DenyHosts: Watches your SSH log for you

While I knew that brute-force attacks on SSH servers are very common, I had not taken the time to look at the connection attempt logs on my home servers until recently (to do that, by the way, on Ubuntu, try sudo tail -n 100 /var/log/auth.log). I was seeing attempts every few seconds for some periods, mostly on non-standard ports!

So far as I knew, no one had gotten through, but why risk the worry. Instead I installed DenyHosts. DenyHosts is a Python script that watches your auth.log, and adds IPs that repeatedly try and fail to connect to the /etc/hosts.deny list, effectively denying then future access.

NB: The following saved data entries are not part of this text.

// Dotlanth
// Copyright (C) 2025 Synerthink

// This program is free software: you can redistribute it and/or modify
// it under the terms of the GNU Affero General Public License as published by
// the Free Software Foundation, either version 3 of the License, or
// (at your option) any later version.

// This program is distributed in the hope that it will be useful,
// but WITHOUT ANY WARRANTY; without even the implied warranty of
// MERCHANTABILITY or FITNESS FOR A PARTICULAR PURPOSE.  See the
// GNU Affero General Public License for more details.

// You should have received a copy of the GNU Affero General Public License
// along with this program.  If not, see <http://www.gnu.org/licenses/>.

use super::{DifferenceRule, RuleContext};
use crate::diff::{DifferenceType, Differences};
use crate::mapping::Pair;
use crate::symbols::AssemblySymbol;

/// Culture and strong-name token must match; the version may only grow
pub struct AssemblyIdentityMustMatch;

impl DifferenceRule for AssemblyIdentityMustMatch {
    fn id(&self) -> &'static str {
        "AssemblyIdentityMustMatch"
    }

    fn diff_assembly(&self, ctx: &RuleContext<'_>, assemblies: Pair<&AssemblySymbol>, out: &mut Differences) -> DifferenceType {
        let Some((left, right)) = assemblies.both() else {
            return DifferenceType::Unknown;
        };
        let mut result = DifferenceType::Unknown;
        if !left.culture.eq_ignore_ascii_case(&right.culture) {
            out.add_incompatible(
                self.id(),
                format!(
                    "Culture of assembly '{}' is '{}' in the {} but '{}' in the {}.",
                    left.name, right.culture, ctx.implementation, left.culture, ctx.contract
                ),
            );
            result = DifferenceType::Changed;
        }
        // an unsigned contract accepts any token
        if !left.public_key_token.is_empty() && !left.public_key_token.eq_ignore_ascii_case(&right.public_key_token) {
            out.add_incompatible(
                self.id(),
                format!(
                    "Public key token of assembly '{}' is '{}' in the {} but '{}' in the {}.",
                    left.name, right.public_key_token, ctx.implementation, left.public_key_token, ctx.contract
                ),
            );
            result = DifferenceType::Changed;
        }
        if right.version_parts() < left.version_parts() {
            out.add_incompatible(
                self.id(),
                format!(
                    "Version of assembly '{}' is '{}' in the {}, lower than '{}' in the {}.",
                    left.name, right.version, ctx.implementation, left.version, ctx.contract
                ),
            );
            result = DifferenceType::Changed;
        }
        result
    }
}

It is rather easy to install. There is a package in the repos, but I was unable to get this to work on my servers for some reason (it is still in testing). I instead followed this handy tutorial. It worked flawlessly, with one exception. I had to run sudo touch /etc/hosts.deny right before starting the service. Otherwise it threw an error that the file did not exist and closed. With the touch, all went fine. That fix was listed in this bug report.

A few other notes:
  • If you have not done so, be SURE to change this line in /etc/ssh/sshd_config:
    • PermitRootLogin no
  • While editing /usr/share/denyhosts/denyhosts.cfg according to the tutorial, I recommend (following others posting this tip) to also change this line:
    • BLOCK_SERVICE = ALL. Also, of course, comment the line: BLOCK_SERVICE = sshd. This blocks access on all ports to IPs that get denied. And really, if you want to block a potentially malicious IP from SSH access, why give them access to other services?